DAVID PRINCE has worked with the memory reports written by Memory Strategies International for the last eighteen years. He holds degrees in Computer Science, Physics, and Astronomy from the University of Texas.
A detailed, practical review of state–of–the–art implementations of memory in IoT hardware
As the Internet of Things (IoT) technology continues to evolve and become increasingly common across an array of specialized and consumer product applications, the demand on engineers to design new generations of flexible, low–cost, low power embedded memories into IoT hardware becomes ever greater. This book helps them meet that demand. Coauthored by a leading international expert and multiple patent holder, this book gets engineers up to speed on state–of–the–art implementations of memory in IoT hardware.
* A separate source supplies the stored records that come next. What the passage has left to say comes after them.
use crate::domain::errors::ConfigError;
use serde::{Deserialize, Serialize};
use statrs::statistics::Statistics;
use std::collections::VecDeque;
use tracing::{info, warn};

/// How a tripped kill-switch is cleared
#[derive(Debug, Clone, Copy, PartialEq, Eq, Serialize, Deserialize)]
pub enum KillSwitchPolicy {
    /// Stays tripped until an explicit reset call
    ManualReset,
    /// Re-arms after this many consecutive cycles without a spike
    AutoReset { calm_cycles: usize },
}

/// Per-symbol kill-switch state
#[derive(Debug, Clone, Copy, PartialEq, Eq, Serialize, Deserialize)]
pub enum KillSwitch {
    Armed,
    Tripped { since: i64, calm_cycles: usize },
}

impl KillSwitch {
    pub fn is_tripped(&self) -> bool {
        matches!(self, KillSwitch::Tripped { .. })
    }
}

/// Configuration for the Volatility Guard
#[derive(Debug, Clone, PartialEq)]
pub struct VolatilityGuardConfig {
    /// Number of past readings kept per symbol
    pub window_size: usize,
    /// Readings required before spikes can be detected
    pub min_samples: usize,
    /// Threshold = mean + k * stddev of the trailing window
    pub spike_k: f64,
    /// Threshold never sits below mean * this ratio
    pub min_spike_ratio: f64,
    /// Consecutive spikes that trip the kill-switch
    pub kill_switch_spikes: usize,
    /// Spikes within `anomaly_window` readings that count as an anomaly
    pub anomaly_spike_count: usize,
    pub anomaly_window: usize,
    /// A single reading above mean * this ratio is an anomaly on its own
    pub extreme_ratio: f64,
    pub policy: KillSwitchPolicy,
}

impl Default for VolatilityGuardConfig {
    fn default() -> Self {
        Self {
            window_size: 20,
            min_samples: 5,
            spike_k: 2.0,
            min_spike_ratio: 1.5,
            kill_switch_spikes: 3,
            anomaly_spike_count: 2,
            anomaly_window: 5,
            extreme_ratio: 4.0,
            policy: KillSwitchPolicy::ManualReset,
        }
    }
}

impl VolatilityGuardConfig {
    pub fn validate(&self) -> Result<(), ConfigError> {
        let invalid = |name: &str, reason: String| ConfigError::InvalidParameter {
            name: name.to_string(),
            reason,
        };
        if self.window_size == 0 || self.min_samples == 0 || self.min_samples > self.window_size {
            return Err(invalid(
                "volatility window",
                format!(
                    "need 0 < min_samples ({}) <= window_size ({})",
                    self.min_samples, self.window_size
                ),
            ));
        }
        if self.kill_switch_spikes == 0 {
            return Err(invalid("kill_switch_spikes", "must be > 0".to_string()));
        }
        if self.anomaly_window == 0 || self.anomaly_spike_count == 0 {
            return Err(invalid("anomaly window", "must be > 0".to_string()));
        }
        if !(self.spike_k > 0.0) || !(self.min_spike_ratio >= 1.0) {
            return Err(invalid(
                "spike threshold",
                format!("k={} ratio={}", self.spike_k, self.min_spike_ratio),
            ));
        }
        if let KillSwitchPolicy::AutoReset { calm_cycles: 0 } = self.policy {
            return Err(invalid("kill switch policy", "calm_cycles must be > 0".to_string()));
        }
        Ok(())
    }
}

/// Rolling per-symbol guard state. Owned by the trading loop.
#[derive(Debug, Clone, PartialEq, Serialize, Deserialize)]
pub struct VolatilityGuardState {
    history: VecDeque<f64>,
    recent_spikes: VecDeque<bool>,
    consecutive_spikes: usize,
    kill_switch: KillSwitch,
}

impl Default for VolatilityGuardState {
    fn default() -> Self {
        Self::new()
    }
}

impl VolatilityGuardState {
    pub fn new() -> Self {
        Self {
            history: VecDeque::new(),
            recent_spikes: VecDeque::new(),
            consecutive_spikes: 0,
            kill_switch: KillSwitch::Armed,
        }
    }

    pub fn kill_switch(&self) -> KillSwitch {
        self.kill_switch
    }

    pub fn kill_switch_active(&self) -> bool {
        self.kill_switch.is_tripped()
    }

    pub fn history(&self) -> &VecDeque<f64> {
        &self.history
    }

    /// Clears the kill-switch, spike counters and baseline. Detection resumes
    /// once `min_samples` fresh readings have been collected.
    pub fn reset_kill_switch(&mut self) {
        self.kill_switch = KillSwitch::Armed;
        self.consecutive_spikes = 0;
        self.recent_spikes.clear();
        self.history.clear();
    }
}

/// Guard output for one cycle
#[derive(Debug, Clone, PartialEq, Serialize, Deserialize)]
pub struct VolatilityGuardStatus {
    pub spike_detected: bool,
    pub anomaly_detected: bool,
    pub kill_switch_active: bool,
    pub current_volatility: f64,
    /// `None` until the trailing window holds enough readings
    pub volatility_threshold: Option<f64>,
    pub consecutive_spikes: usize,
    pub timestamp: i64,
}

/// Detects volatility spikes against a per-symbol trailing window
#[derive(Debug, Clone)]
pub struct VolatilityGuard {
    config: VolatilityGuardConfig,
}

impl VolatilityGuard {
    pub fn new(config: VolatilityGuardConfig) -> Self {
        Self { config }
    }

    pub fn config(&self) -> &VolatilityGuardConfig {
        &self.config
    }

    /// Trailing (mean, population stddev), if the window is usable
    fn baseline(&self, history: &VecDeque<f64>) -> Option<(f64, f64)> {
        if history.len() < self.config.min_samples {
            return None;
        }
        let mean = history.iter().mean();
        let std_dev = history.iter().population_std_dev();
        if !mean.is_finite() || mean <= 0.0 {
            return None;
        }
        Some((mean, if std_dev.is_finite() { std_dev } else { 0.0 }))
    }

    /// Evaluates the current reading against the trailing window, then rolls it in.
    pub fn evaluate(
        &self,
        symbol: &str,
        state: &mut VolatilityGuardState,
        current_volatility: f64,
        timestamp: i64,
    ) -> VolatilityGuardStatus {
        let baseline = self.baseline(&state.history);
        let threshold = baseline.map(|(mean, std_dev)| {
            (mean + self.config.spike_k * std_dev).max(mean * self.config.min_spike_ratio)
        });

        let spike_detected = threshold.is_some_and(|t| current_volatility > t);
        let extreme = baseline
            .is_some_and(|(mean, _)| current_volatility > mean * self.config.extreme_ratio);

        // Spikes stay out of the baseline so a sustained spike keeps registering.
        // Non-positive readings carry no information about it either.
        if !spike_detected && current_volatility.is_finite() && current_volatility > 0.0 {
            state.history.push_back(current_volatility);
            while state.history.len() > self.config.window_size {
                state.history.pop_front();
            }
        }

        state.recent_spikes.push_back(spike_detected);
        while state.recent_spikes.len() > self.config.anomaly_window {
            state.recent_spikes.pop_front();
        }
        let recent_spike_count = state.recent_spikes.iter().filter(|s| **s).count();

        state.consecutive_spikes = if spike_detected {
            state.consecutive_spikes + 1
        } else {
            0
        };

        let anomaly_detected = extreme || recent_spike_count >= self.config.anomaly_spike_count;

        state.kill_switch = match state.kill_switch {
            KillSwitch::Armed if state.consecutive_spikes >= self.config.kill_switch_spikes => {
                warn!(
                    "VolatilityGuard: Kill-switch TRIPPED for {} after {} consecutive spikes (vol={:.3}, threshold={:.3})",
                    symbol,
                    state.consecutive_spikes,
                    current_volatility,
                    threshold.unwrap_or_default()
                );
                KillSwitch::Tripped {
                    since: timestamp,
                    calm_cycles: 0,
                }
            }
            KillSwitch::Armed => KillSwitch::Armed,
            KillSwitch::Tripped { since, calm_cycles } => match self.config.policy {
                KillSwitchPolicy::ManualReset => KillSwitch::Tripped { since, calm_cycles },
                KillSwitchPolicy::AutoReset { calm_cycles: required } => {
                    let calm = if spike_detected { 0 } else { calm_cycles + 1 };
                    if calm >= required {
                        info!(
                            "VolatilityGuard: Kill-switch re-armed for {} after {} calm cycles",
                            symbol, calm
                        );
                        KillSwitch::Armed
                    } else {
                        KillSwitch::Tripped {
                            since,
                            calm_cycles: calm,
                        }
                    }
                }
            },
        };

        VolatilityGuardStatus {
            spike_detected,
            anomaly_detected,
            kill_switch_active: state.kill_switch.is_tripped(),
            current_volatility,
            volatility_threshold: threshold,
            consecutive_spikes: state.consecutive_spikes,
            timestamp,
        }
    }
}

#[cfg(test)]
mod tests {
    use super::*;

    fn warmed_state(guard: &VolatilityGuard, value: f64, n: usize) -> VolatilityGuardState {
        let mut state = VolatilityGuardState::new();
        for i in 0..n {
            guard.evaluate("TEST", &mut state, value, i as i64);
        }
        state
    }

    #[test]
    fn test_no_detection_without_baseline() {
        let guard = VolatilityGuard::new(VolatilityGuardConfig::default());
        let mut state = VolatilityGuardState::new();
        let status = guard.evaluate("TEST", &mut state, 10.0, 0);
        assert!(!status.spike_detected);
        assert!(status.volatility_threshold.is_none());
        assert_eq!(state.history().len(), 1);
    }

    #[test]
    fn test_window_is_bounded() {
        let guard = VolatilityGuard::new(VolatilityGuardConfig::default());
        let state = warmed_state(&guard, 1.0, 50);
        assert_eq!(state.history().len(), 20);
    }

    #[test]
    fn test_five_x_spike_trips_on_third_cycle() {
        let guard = VolatilityGuard::new(VolatilityGuardConfig::default());
        let mut state = warmed_state(&guard, 1.0, 20);

        let first = guard.evaluate("TEST", &mut state, 5.0, 100);
        assert!(first.spike_detected);
        assert!(!first.kill_switch_active);

        let second = guard.evaluate("TEST", &mut state, 5.0, 101);
        assert!(second.spike_detected);
        assert!(second.anomaly_detected, "two spikes in a row are an anomaly");
        assert!(!second.kill_switch_active);

        let third = guard.evaluate("TEST", &mut state, 5.0, 102);
        assert!(third.spike_detected);
        assert!(third.kill_switch_active);
        assert_eq!(
            state.kill_switch(),
            KillSwitch::Tripped {
                since: 102,
                calm_cycles: 0
            }
        );
    }

    #[test]
    fn test_manual_policy_keeps_kill_switch_until_reset() {
        let guard = VolatilityGuard::new(VolatilityGuardConfig::default());
        let mut state = warmed_state(&guard, 1.0, 20);
        for t in 0..3 {
            guard.evaluate("TEST", &mut state, 5.0, t);
        }
        assert!(state.kill_switch_active());

        // Volatility subsides for many cycles
        for t in 3..30 {
            let status = guard.evaluate("TEST", &mut state, 1.0, t);
            assert!(status.kill_switch_active, "cycle {} cleared a manual kill-switch", t);
        }

        state.reset_kill_switch();
        let status = guard.evaluate("TEST", &mut state, 1.0, 31);
        assert!(!status.kill_switch_active);
    }

    #[test]
    fn test_auto_reset_policy_rearms_after_calm_cycles() {
        let guard = VolatilityGuard::new(VolatilityGuardConfig {
            policy: KillSwitchPolicy::AutoReset { calm_cycles: 3 },
            ..Default::default()
        });
        let mut state = warmed_state(&guard, 1.0, 20);
        for t in 0..3 {
            guard.evaluate("TEST", &mut state, 5.0, t);
        }
        assert!(state.kill_switch_active());

        // One calm cycle is not enough
        assert!(guard.evaluate("TEST", &mut state, 1.0, 10).kill_switch_active);
        assert!(guard.evaluate("TEST", &mut state, 1.0, 11).kill_switch_active);
        assert!(!guard.evaluate("TEST", &mut state, 1.0, 12).kill_switch_active);
    }

    #[test]
    fn test_sustained_spike_trips_with_short_history() {
        let guard = VolatilityGuard::new(VolatilityGuardConfig::default());
        let mut state = warmed_state(&guard, 1.0, 5);
        for t in 0..3 {
            let status = guard.evaluate("TEST", &mut state, 5.0, t);
            assert!(status.spike_detected, "cycle {} not a spike", t);
            assert_eq!(status.volatility_threshold, Some(1.5));
        }
        assert!(state.kill_switch_active());
        assert_eq!(state.history().len(), 5);
    }

    #[test]
    fn test_reset_rebuilds_baseline() {
        let guard = VolatilityGuard::new(VolatilityGuardConfig::default());
        let mut state = warmed_state(&guard, 1.0, 10);
        for t in 0..3 {
            guard.evaluate("TEST", &mut state, 5.0, t);
        }
        state.reset_kill_switch();
        assert!(state.history().is_empty());

        // The elevated level becomes the new normal
        for t in 10..20 {
            let status = guard.evaluate("TEST", &mut state, 5.0, t);
            assert!(!status.spike_detected);
        }
        assert!(!state.kill_switch_active());
    }

    #[test]
    fn test_isolated_spike_does_not_trip() {
        let guard = VolatilityGuard::new(VolatilityGuardConfig::default());
        let mut state = warmed_state(&guard, 1.0, 20);
        assert!(guard.evaluate("TEST", &mut state, 5.0, 0).spike_detected);
        assert!(!guard.evaluate("TEST", &mut state, 1.0, 1).spike_detected);
        assert!(guard.evaluate("TEST", &mut state, 5.0, 2).spike_detected);
        assert!(!state.kill_switch_active());
    }

    #[test]
    fn test_threshold_floor_on_constant_history() {
        let guard = VolatilityGuard::new(VolatilityGuardConfig::default());
        let mut state = warmed_state(&guard, 2.0, 10);
        let status = guard.evaluate("TEST", &mut state, 2.5, 0);
        assert_eq!(status.volatility_threshold, Some(3.0));
        assert!(!status.spike_detected);
    }

    #[test]
    fn test_validate() {
        assert!(VolatilityGuardConfig::default().validate().is_ok());
        let bad = VolatilityGuardConfig {
            policy: KillSwitchPolicy::AutoReset { calm_cycles: 0 },
            ..Default::default()
        };
        assert!(bad.validate().is_err());
        let bad = VolatilityGuardConfig {
            min_samples: 30,
            ..Default::default()
        };
        assert!(bad.validate().is_err());
    }
}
Memories for the Intelligent Internet of Things covers an array of common and cutting–edge IoT embedded memory implementations. Ultra–low–power memories for IoT devices, including plastic and polymer circuitry for specialized applications, such as medical electronics, are described. The authors explore microcontrollers with embedded memory used for smart control of a multitude of Internet devices. They also consider neuromorphic memories made in Ferroelectric RAM (FeRAM), Resistive RAM (RRAM), and Magnetic RAM (MRAM) technologies to implement artificial intelligence (AI) for the collection, processing, and presentation of large quantities of data generated by IoT hardware. Throughout, the focus is on memory technologies which are complementary metal oxide semiconductor (CMOS) compatible, including embedded floating gate and charge trapping EEPROM/Flash along with FeRAMS, FeFETs, MRAMs and RRAMs.
Memories for the Intelligent Internet of Things is a valuable working resource for electrical engineers and engineering managers working in the electronics system and semiconductor industries. It is also an indispensable reference/text for graduate and advanced undergraduate students interested in the latest developments in integrated circuit devices and systems.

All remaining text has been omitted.